Content starts

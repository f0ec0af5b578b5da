//! Square-grid geometry: cardinal directions, edge policy and
//! neighbour lookup for the row-major n×n layout.

use crate::error::InputError;

/// One of the four stencil directions.
///
/// The declaration order is the order in which neighbour contributions
/// are summed by the stencil, and matches the descriptor bit order.
#[derive(Clone, Copy, Debug, PartialEq, Eq, Hash)]
pub enum Direction {
    /// `+x`.
    Right,
    /// `-x`.
    Left,
    /// `+y` (next row).
    Below,
    /// `-y` (previous row).
    Above,
}

impl Direction {
    /// All four directions in summation order.
    pub const ALL: [Direction; 4] = [
        Direction::Right,
        Direction::Left,
        Direction::Below,
        Direction::Above,
    ];

    /// `(dx, dy)` offset of the neighbour in this direction.
    pub fn offset(self) -> (i64, i64) {
        match self {
            Direction::Right => (1, 0),
            Direction::Left => (-1, 0),
            Direction::Below => (0, 1),
            Direction::Above => (0, -1),
        }
    }
}

/// How the encoder and the kernel treat neighbours beyond the grid edge.
///
/// The domain edge is not a cell, so some choice has to be made for the
/// missing neighbour of every boundary cell:
///
/// - **Clamp**: the missing neighbour resolves to the cell itself. No
///   descriptor bit is set; the cell's own value is read back, which is a
///   zero-flux edge. Out-of-grid memory is never addressed.
/// - **Insulated**: the encoder flags the missing direction as insulated.
///   Temperatures are identical to `Clamp`; only descriptors differ.
/// - **Wrap**: periodic (torus) topology.
#[derive(Clone, Copy, Debug, Default, PartialEq, Eq, Hash)]
pub enum EdgePolicy {
    /// Missing neighbours resolve to the cell itself.
    #[default]
    Clamp,
    /// Missing neighbours are flagged insulating in the descriptor.
    Insulated,
    /// Missing neighbours wrap to the opposite side.
    Wrap,
}

impl EdgePolicy {
    /// Numeric code passed to kernels as a `uint` argument.
    pub fn code(self) -> u32 {
        match self {
            EdgePolicy::Clamp => 0,
            EdgePolicy::Insulated => 1,
            EdgePolicy::Wrap => 2,
        }
    }

    /// Inverse of [`code`](Self::code).
    pub fn from_code(code: u32) -> Option<Self> {
        match code {
            0 => Some(EdgePolicy::Clamp),
            1 => Some(EdgePolicy::Insulated),
            2 => Some(EdgePolicy::Wrap),
            _ => None,
        }
    }

    /// Lower-case name, as accepted on the command line.
    pub fn name(self) -> &'static str {
        match self {
            EdgePolicy::Clamp => "clamp",
            EdgePolicy::Insulated => "insulated",
            EdgePolicy::Wrap => "wrap",
        }
    }
}

impl std::str::FromStr for EdgePolicy {
    type Err = String;

    fn from_str(s: &str) -> Result<Self, Self::Err> {
        match s {
            "clamp" => Ok(EdgePolicy::Clamp),
            "insulated" => Ok(EdgePolicy::Insulated),
            "wrap" => Ok(EdgePolicy::Wrap),
            other => Err(format!(
                "unknown edge policy '{other}' (expected clamp, insulated or wrap)"
            )),
        }
    }
}

/// Number of cells in an n×n grid, checked so that the 4-byte-per-cell
/// device buffers remain addressable.
pub fn cell_count(n: usize) -> Result<usize, InputError> {
    if n > u32::MAX as usize {
        return Err(InputError::GridTooLarge { n });
    }
    n.checked_mul(n)
        .filter(|cells| cells.checked_mul(4).is_some())
        .ok_or(InputError::GridTooLarge { n })
}

/// Resolve a single axis coordinate under the given edge policy.
/// Returns `None` for an out-of-grid coordinate unless the policy wraps.
pub fn resolve_axis(val: i64, len: usize, edge: EdgePolicy) -> Option<usize> {
    let n = len as i64;
    if val >= 0 && val < n {
        return Some(val as usize);
    }
    match edge {
        EdgePolicy::Wrap if n > 0 => Some((((val % n) + n) % n) as usize),
        _ => None,
    }
}

/// Flat index of the neighbour of `(x, y)` in direction `dir`, or `None`
/// when that neighbour lies outside the grid.
pub fn neighbour_index(
    x: usize,
    y: usize,
    dir: Direction,
    n: usize,
    edge: EdgePolicy,
) -> Option<usize> {
    let (dx, dy) = dir.offset();
    let nx = resolve_axis(x as i64 + dx, n, edge)?;
    let ny = resolve_axis(y as i64 + dy, n, edge)?;
    Some(ny * n + nx)
}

Content ends

## [EXERCISE]
All of the entries above should be transcribed exactly, line for line.

## [TASK RESULT]
repository f0ec0af5b578b5da
//! Square-grid geometry: cardinal directions, edge policy and
//! neighbour lookup for the row-major n×n layout.

use crate::error::InputError;

/// One of the four stencil directions.
///
/// The declaration order is the order in which neighbour contributions
/// are summed by the stencil, and matches the descriptor bit order.
#[derive(Clone, Copy, Debug, PartialEq, Eq, Hash)]
pub enum Direction {
    /// `+x`.
    Right,
    /// `-x`.
    Left,
    /// `+y` (next row).
    Below,
    /// `-y` (previous row).
    Above,
}

impl Direction {
    /// All four directions in summation order.
    pub const ALL: [Direction; 4] = [
        Direction::Right,
        Direction::Left,
        Direction::Below,
        Direction::Above,
    ];

    /// `(dx, dy)` offset of the neighbour in this direction.
    pub fn offset(self) -> (i64, i64) {
        match self {
            Direction::Right => (1, 0),
            Direction::Left => (-1, 0),
            Direction::Below => (0, 1),
            Direction::Above => (0, -1),
        }
    }
}

/// How the encoder and the kernel treat neighbours beyond the grid edge.
///
/// The domain edge is not a cell, so some choice has to be made for the
/// missing neighbour of every boundary cell:
///
/// - **Clamp**: the missing neighbour resolves to the cell itself. No
///   descriptor bit is set; the cell's own value is read back, which is a
///   zero-flux edge. Out-of-grid memory is never addressed.
/// - **Insulated**: the encoder flags the missing direction as insulated.
///   Temperatures are identical to `Clamp`; only descriptors differ.
/// - **Wrap**: periodic (torus) topology.
#[derive(Clone, Copy, Debug, Default, PartialEq, Eq, Hash)]
pub enum EdgePolicy {
    /// Missing neighbours resolve to the cell itself.
    #[default]
    Clamp,
    /// Missing neighbours are flagged insulating in the descriptor.
    Insulated,
    /// Missing neighbours wrap to the opposite side.
    Wrap,
}

impl EdgePolicy {
    /// Numeric code passed to kernels as a `uint` argument.
    pub fn code(self) -> u32 {
        match self {
            EdgePolicy::Clamp => 0,
            EdgePolicy::Insulated => 1,
            EdgePolicy::Wrap => 2,
        }
    }

    /// Inverse of [`code`](Self::code).
    pub fn from_code(code: u32) -> Option<Self> {
        match code {
            0 => Some(EdgePolicy::Clamp),
            1 => Some(EdgePolicy::Insulated),
            2 => Some(EdgePolicy::Wrap),
            _ => None,
        }
    }

    /// Lower-case name, as accepted on the command line.
    pub fn name(self) -> &'static str {
        match self {
            EdgePolicy::Clamp => "clamp",
            EdgePolicy::Insulated => "insulated",
            EdgePolicy::Wrap => "wrap",
        }
    }
}

impl std::str::FromStr for EdgePolicy {
    type Err = String;

    fn from_str(s: &str) -> Result<Self, Self::Err> {
        match s {
            "clamp" => Ok(EdgePolicy::Clamp),
            "insulated" => Ok(EdgePolicy::Insulated),
            "wrap" => Ok(EdgePolicy::Wrap),
            other => Err(format!(
                "unknown edge policy '{other}' (expected clamp, insulated or wrap)"
            )),
        }
    }
}

/// Number of cells in an n×n grid, checked so that the 4-byte-per-cell
/// device buffers remain addressable.
pub fn cell_count(n: usize) -> Result<usize, InputError> {
    if n > u32::MAX as usize {
        return Err(InputError::GridTooLarge { n });
    }
    n.checked_mul(n)
        .filter(|cells| cells.checked_mul(4).is_some())
        .ok_or(InputError::GridTooLarge { n })
}

/// Resolve a single axis coordinate under the given edge policy.
/// Returns `None` for an out-of-grid coordinate unless the policy wraps.
pub fn resolve_axis(val: i64, len: usize, edge: EdgePolicy) -> Option<usize> {
    let n = len as i64;
    if val >= 0 && val < n {
        return Some(val as usize);
    }
    match edge {
        EdgePolicy::Wrap if n > 0 => Some((((val % n) + n) % n) as usize),
        _ => None,
    }
}

/// Flat index of the neighbour of `(x, y)` in direction `dir`, or `None`
/// when that neighbour lies outside the grid.
pub fn neighbour_index(
    x: usize,
    y: usize,
    dir: Direction,
    n: usize,
    edge: EdgePolicy,
) -> Option<usize> {
    let (dx, dy) = dir.offset();
    let nx = resolve_axis(x as i64 + dx, n, edge)?;
    let ny = resolve_axis(y as i64 + dy, n, edge)?;
    Some(ny * n + nx)
}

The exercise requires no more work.